When testing patients for cochlear implantation, it’s critical to test in noise, Dr. Gantz said. “If you don’t do that, you’re going to have a lot of unhappy patients,” he said. “They’re crying because they cannot go out to dinner. They can’t socialize in their church, and they’re withdrawing.”

Dr. Gantz said that shorter electrodes, to preserve residual hearing at lower frequencies, tend to be used at his center. Patients with better than 80-decibel hearing at 1500 Hz are typically suitable for a shorter electrode, he said.

“We think that those who have more residual hearing do better in the long term,” he said. “They’ve got a better percentage of keeping that low frequency over time. And we know we can keep it up to 16 years now…. We need to consider implanting people younger when they do have this neural substrate, rather than older.”

Balloon Dilation for Eustachian Tube Dysfunction

Dennis Poe, MD, PhD, associate in otolaryngology and associate professor of otology and laryngology at Harvard Medical School and Boston Children’s Hospital, talked about the benefits of balloon dilation for treatment of Eustachian tube dilatory dysfunction, a procedure that just won FDA approval in September 2016 for individuals who are at least 22 years old.

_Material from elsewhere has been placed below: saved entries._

//! Redis list-backed FIFO queue
//!
//! Producers `LPUSH` onto the queue list; consumers atomically move the
//! oldest entry into a processing list with `BLMOVE` and remove it with
//! `LREM` on ack. A nack moves the entry back to the consuming end of the
//! queue list, and `recover` does the same for everything a previous process
//! left in the processing list.

use super::{FifoQueue, QueueMessage};
use crate::error::{BackendError, QueueError};
use async_trait::async_trait;
use redis::aio::MultiplexedConnection;
use serde::{Deserialize, Serialize};
use std::time::Duration;
use tracing::{debug, info};
use uuid::Uuid;

const KEY_PREFIX: &str = "alert-host:queue";

// KEYS[1] = processing list, KEYS[2] = queue list, ARGV[1] = entry.
const NACK_SCRIPT: &str = r"
if redis.call('LREM', KEYS[1], 1, ARGV[1]) == 1 then
    redis.call('RPUSH', KEYS[2], ARGV[1])
    return 1
end
return 0
";

// Oldest processing entry sits at the right end; moving LEFT to RIGHT keeps
// the original delivery order at the consuming end of the queue.
const RECOVER_SCRIPT: &str = r"
local moved = 0
while redis.call('LMOVE', KEYS[1], KEYS[2], 'LEFT', 'RIGHT') do
    moved = moved + 1
end
return moved
";

#[derive(Debug, Serialize, Deserialize)]
struct Envelope {
    id: String,
    group: String,
    body: String,
}

pub struct RedisFifoQueue {
    name: String,
    key: String,
    processing_key: String,
    conn: MultiplexedConnection,
    // Separate connection so a blocking BLMOVE never stalls producers.
    blocking_conn: MultiplexedConnection,
}

impl RedisFifoQueue {
    pub async fn connect(client: &redis::Client, name: impl Into<String>) -> Result<Self, BackendError> {
        let name = name.into();
        let connect_err = |e: redis::RedisError| BackendError::Connect {
            backend: "redis",
            message: e.to_string(),
        };

        let conn = client
            .get_multiplexed_async_connection()
            .await
            .map_err(connect_err)?;
        let blocking_conn = client
            .get_multiplexed_async_connection()
            .await
            .map_err(connect_err)?;

        let key = format!("{KEY_PREFIX}:{name}");
        let processing_key = format!("{key}:processing");
        info!(queue = %name, key = %key, "Redis queue connected");

        Ok(Self {
            name,
            key,
            processing_key,
            conn,
            blocking_conn,
        })
    }

    fn backend_err(&self, e: impl std::fmt::Display) -> QueueError {
        QueueError::Backend {
            queue: self.name.clone(),
            message: e.to_string(),
        }
    }
}

#[async_trait]
impl FifoQueue for RedisFifoQueue {
    fn name(&self) -> &str {
        &self.name
    }

    async fn enqueue(&self, group: &str, body: String) -> Result<(), QueueError> {
        let envelope = Envelope {
            id: Uuid::new_v4().to_string(),
            group: group.to_string(),
            body,
        };
        let payload = serde_json::to_string(&envelope).map_err(|e| self.backend_err(e))?;

        let mut conn = self.conn.clone();
        let _: i64 = redis::cmd("LPUSH")
            .arg(&self.key)
            .arg(payload)
            .query_async(&mut conn)
            .await
            .map_err(|e| self.backend_err(e))?;

        debug!(queue = %self.name, id = %envelope.id, group = %group, "Message enqueued");
        Ok(())
    }

    async fn dequeue(&self, wait: Duration) -> Result<Option<QueueMessage>, QueueError> {
        let mut conn = self.blocking_conn.clone();

        // BLMOVE treats a zero timeout as "block forever".
        let mut cmd = redis::cmd(if wait.is_zero() { "LMOVE" } else { "BLMOVE" });
        cmd.arg(&self.key)
            .arg(&self.processing_key)
            .arg("RIGHT")
            .arg("LEFT");
        if !wait.is_zero() {
            cmd.arg(wait.as_secs_f64());
        }

        let payload: Option<String> = cmd
            .query_async(&mut conn)
            .await
            .map_err(|e| self.backend_err(e))?;

        let Some(payload) = payload else {
            return Ok(None);
        };

        let envelope: Envelope = serde_json::from_str(&payload)
            .map_err(|e| self.backend_err(format!("malformed queue entry: {e}")))?;

        Ok(Some(QueueMessage {
            id: envelope.id,
            group: envelope.group,
            body: envelope.body,
            receipt: payload,
        }))
    }

    async fn ack(&self, message: &QueueMessage) -> Result<(), QueueError> {
        let mut conn = self.conn.clone();
        let removed: i64 = redis::cmd("LREM")
            .arg(&self.processing_key)
            .arg(1)
            .arg(&message.receipt)
            .query_async(&mut conn)
            .await
            .map_err(|e| self.backend_err(e))?;

        if removed == 0 {
            return Err(QueueError::UnknownReceipt {
                queue: self.name.clone(),
                receipt: message.id.clone(),
            });
        }

        Ok(())
    }

    async fn nack(&self, message: &QueueMessage) -> Result<(), QueueError> {
        let mut conn = self.conn.clone();
        let moved: i64 = redis::Script::new(NACK_SCRIPT)
            .key(&self.processing_key)
            .key(&self.key)
            .arg(&message.receipt)
            .invoke_async(&mut conn)
            .await
            .map_err(|e| self.backend_err(e))?;

        if moved == 0 {
            return Err(QueueError::UnknownReceipt {
                queue: self.name.clone(),
                receipt: message.id.clone(),
            });
        }

        debug!(queue = %self.name, id = %message.id, "Message returned for redelivery");
        Ok(())
    }

    async fn recover(&self) -> Result<usize, QueueError> {
        let mut conn = self.conn.clone();
        let moved: i64 = redis::Script::new(RECOVER_SCRIPT)
            .key(&self.processing_key)
            .key(&self.key)
            .invoke_async(&mut conn)
            .await
            .map_err(|e| self.backend_err(e))?;

        Ok(usize::try_from(moved).unwrap_or(0))
    }
}

#[cfg(test)]
mod tests {
    use super::*;

    #[test]
    fn test_envelope_shape() {
        let envelope = Envelope {
            id: "1".to_string(),
            group: "C1".to_string(),
            body: "{}".to_string(),
        };
        let json = serde_json::to_value(&envelope).unwrap();
        assert_eq!(json["group"], "C1");
        assert_eq!(json["body"], "{}");
    }
}
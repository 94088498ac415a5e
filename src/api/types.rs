//! API Types

use chrono::{DateTime, Utc};
use serde::{Deserialize, Serialize};
use serde_json::{Map, Value};

/// API response wrapper
#[derive(Debug, Serialize, Deserialize)]
pub struct ApiResponse<T> {
    pub success: bool,
    pub data: Option<T>,
    pub error: Option<String>,
    pub timestamp: DateTime<Utc>,
}

impl<T> ApiResponse<T> {
    pub fn success(data: T) -> Self {
        Self {
            success: true,
            data: Some(data),
            error: None,
            timestamp: Utc::now(),
        }
    }

    pub fn error(message: String) -> Self {
        Self {
            success: false,
            data: None,
            error: Some(message),
            timestamp: Utc::now(),
        }
    }
}

/// An alert as posted by a client.
///
/// Either `slackChannelId` or `routeKey` must be set. Fields the host does
/// not interpret are kept and forwarded to the manager.
#[derive(Debug, Clone, Default, PartialEq, Serialize, Deserialize)]
#[serde(rename_all = "camelCase")]
pub struct Alert {
    #[serde(default, skip_serializing_if = "String::is_empty")]
    pub slack_channel_id: String,
    #[serde(default, skip_serializing_if = "String::is_empty")]
    pub route_key: String,
    #[serde(default, skip_serializing_if = "Option::is_none")]
    pub correlation_id: Option<String>,
    #[serde(default, skip_serializing_if = "String::is_empty")]
    pub header: String,
    #[serde(default, skip_serializing_if = "String::is_empty")]
    pub text: String,
    #[serde(default, skip_serializing_if = "Option::is_none")]
    pub severity: Option<String>,
    #[serde(default, skip_serializing_if = "Option::is_none")]
    pub timestamp: Option<DateTime<Utc>>,
    #[serde(flatten)]
    pub extra: Map<String, Value>,
}

/// Body of `POST /alerts`.
#[derive(Debug, Clone, Default, Serialize, Deserialize)]
pub struct AlertBatch {
    pub alerts: Vec<Alert>,
}

/// What the API server puts on the alert queue.
#[derive(Debug, Clone, PartialEq, Serialize, Deserialize)]
#[serde(rename_all = "camelCase")]
pub struct QueuedAlert {
    pub id: String,
    pub channel_id: String,
    pub received_at: DateTime<Utc>,
    pub alert: Alert,
}

/// Result of accepting one or more alerts.
#[derive(Debug, Clone, PartialEq, Serialize, Deserialize)]
#[serde(rename_all = "camelCase")]
pub struct AlertsAccepted {
    pub accepted: usize,
    pub channels: Vec<String>,
}

/// Result of `GET /routes/{routeKey}`.
#[derive(Debug, Clone, PartialEq, Serialize, Deserialize)]
#[serde(rename_all = "camelCase")]
pub struct RouteResolution {
    pub route_key: String,
    pub rule: Option<String>,
    pub channel: Option<String>,
}

#[cfg(test)]
mod tests {
    use super::*;

    #[test]
    fn test_alert_keeps_unknown_fields() {
        let json = r#"{"routeKey":"a-db","header":"Disk full","iconEmoji":":fire:"}"#;
        let alert: Alert = serde_json::from_str(json).unwrap();

        assert_eq!(alert.route_key, "a-db");
        assert!(alert.slack_channel_id.is_empty());
        assert_eq!(alert.extra["iconEmoji"], ":fire:");

        let back = serde_json::to_value(&alert).unwrap();
        assert_eq!(back["iconEmoji"], ":fire:");
        assert!(back.get("slackChannelId").is_none());
    }
}
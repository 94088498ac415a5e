//! API Server

use super::handlers::{self, AppState, ALERTS_RECEIVED_METRIC};
use crate::error::ServiceError;
use crate::metrics::Metrics;
use crate::queue::FifoQueue;
use crate::routing::RoutingRules;
use crate::service::{Service, SettingsUpdate};
use crate::settings::ApiSettings;
use crate::Error;
use anyhow::Context;
use arc_swap::ArcSwap;
use async_trait::async_trait;
use axum::{
    routing::{get, post},
    Router,
};
use std::net::SocketAddr;
use std::sync::Arc;
use tokio::net::TcpListener;
use tokio_util::sync::CancellationToken;
use tower_http::trace::TraceLayer;
use tracing::info;

/// REST API accepting alerts and routing them onto the alert queue.
pub struct ApiServer {
    bind_addr: SocketAddr,
    state: AppState,
}

impl ApiServer {
    /// Build the server with its initial settings.
    pub fn new(
        bind_addr: SocketAddr,
        settings: &ApiSettings,
        alert_queue: Arc<dyn FifoQueue>,
        metrics: Arc<Metrics>,
    ) -> Result<Self, ServiceError> {
        let rules = RoutingRules::from_settings(settings)?;
        metrics.register_counter(
            ALERTS_RECEIVED_METRIC,
            "Alerts received by the API server by endpoint",
            &["source"],
        );

        Ok(Self {
            bind_addr,
            state: AppState {
                rules: Arc::new(ArcSwap::from_pointee(rules)),
                alert_queue,
                metrics,
            },
        })
    }

    /// The rule set currently used for routing.
    pub fn routing_rules(&self) -> Arc<RoutingRules> {
        self.state.rules.load_full()
    }

    pub fn router(&self) -> Router {
        Router::new()
            .route("/ping", get(handlers::ping))
            .route("/alert", post(handlers::post_alert))
            .route("/alerts", post(handlers::post_alerts))
            .route("/routes/:route_key", get(handlers::get_route))
            .layer(TraceLayer::new_for_http())
            .with_state(self.state.clone())
    }
}

#[async_trait]
impl Service for ApiServer {
    fn name(&self) -> &'static str {
        "api-server"
    }

    async fn run(&self, shutdown: CancellationToken) -> crate::Result<()> {
        let listener = TcpListener::bind(self.bind_addr)
            .await
            .with_context(|| format!("Failed to bind API server to {}", self.bind_addr))
            .map_err(|e| Error::task(self.name(), e))?;

        info!(bind_addr = %self.bind_addr, rules = self.routing_rules().len(), "API server listening");

        let token = shutdown.clone();
        axum::serve(listener, self.router())
            .with_graceful_shutdown(async move { token.cancelled().await })
            .await
            .context("API server error")
            .map_err(|e| Error::task(self.name(), e))?;

        info!("API server stopped");
        if shutdown.is_cancelled() {
            return Err(Error::Cancelled);
        }
        Err(Error::task(self.name(), anyhow::anyhow!("server exited unexpectedly")))
    }
}

impl SettingsUpdate<ApiSettings> for ApiServer {
    fn update_settings(&self, settings: Arc<ApiSettings>) -> Result<(), ServiceError> {
        let rules = RoutingRules::from_settings(&settings)?;
        let count = rules.len();
        self.state.rules.store(Arc::new(rules));
        info!(rules = count, "Routing rules updated");
        Ok(())
    }
}

#[cfg(test)]
mod tests {
    use super::*;
    use crate::queue::InMemoryFifoQueue;
    use crate::settings::RoutingRule;

    fn server(rules: Vec<RoutingRule>) -> ApiServer {
        ApiServer::new(
            "127.0.0.1:0".parse().unwrap(),
            &ApiSettings { routing_rules: rules },
            Arc::new(InMemoryFifoQueue::with_defaults("alerts")),
            Arc::new(Metrics::new()),
        )
        .unwrap()
    }

    #[test]
    fn test_update_swaps_rules() {
        let server = server(vec![RoutingRule::match_all("fallback", "CZZZZZZZZZZZ")]);
        let before = server.routing_rules();

        let mut next = ApiSettings::default();
        next.routing_rules.push(RoutingRule {
            name: "a".to_string(),
            has_prefix: vec!["a-".to_string()],
            channel: "CXXXXXXXXXXX".to_string(),
            ..Default::default()
        });
        next.routing_rules.push(RoutingRule::match_all("fallback", "CZZZZZZZZZZZ"));
        server.update_settings(Arc::new(next)).unwrap();

        // Readers holding the old snapshot keep it.
        assert_eq!(before.len(), 1);
        assert_eq!(server.routing_rules().len(), 2);
        assert_eq!(server.routing_rules().channel_for("a-x"), Some("CXXXXXXXXXXX"));
    }

    #[test]
    fn test_invalid_update_keeps_active_rules() {
        let server = server(vec![RoutingRule::match_all("fallback", "CZZZZZZZZZZZ")]);

        let broken = ApiSettings {
            routing_rules: vec![RoutingRule::match_all("broken", "")],
        };
        let result = server.update_settings(Arc::new(broken));

        assert!(matches!(result, Err(ServiceError::InvalidSettings(_))));
        assert_eq!(server.routing_rules().rules()[0].name, "fallback");
    }

    #[test]
    fn test_invalid_initial_settings_are_rejected() {
        let result = ApiServer::new(
            "127.0.0.1:0".parse().unwrap(),
            &ApiSettings {
                routing_rules: vec![RoutingRule::match_all("", "C1")],
            },
            Arc::new(InMemoryFifoQueue::with_defaults("alerts")),
            Arc::new(Metrics::new()),
        );
        assert!(result.is_err());
    }

    #[tokio::test]
    async fn test_run_returns_cancelled_on_shutdown() {
        let server = server(vec![RoutingRule::match_all("fallback", "C1")]);
        let shutdown = CancellationToken::new();
        shutdown.cancel();

        let result = server.run(shutdown).await;
        assert!(matches!(result, Err(Error::Cancelled)));
    }
}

Indications are persistent otitis media with effusion or non-adherent atelectasis; negative pressure on tympanogram; and inflammatory disease seen on pathology in the Eustachian tube. An exception is a patient with dysfunction that is only caused by pressure changes in a plane or while scuba diving, which must be accompanied by Eustachian tube pathology, Dr. Poe said.

The balloon is inflated, stopping before the isthmus of the Eustachian tube, and is left in for two minutes, then deflated. Researchers found that the procedure reduced inflammation in the tube. Biopsies taken immediately before the balloon dilation showed inflamed mucosa, a “disorderly” array of the pseudo-stratified columnar epithelium, loss of cilia, and submucosal inflammatory infiltrates with lymphoid follicles, Dr. Poe said.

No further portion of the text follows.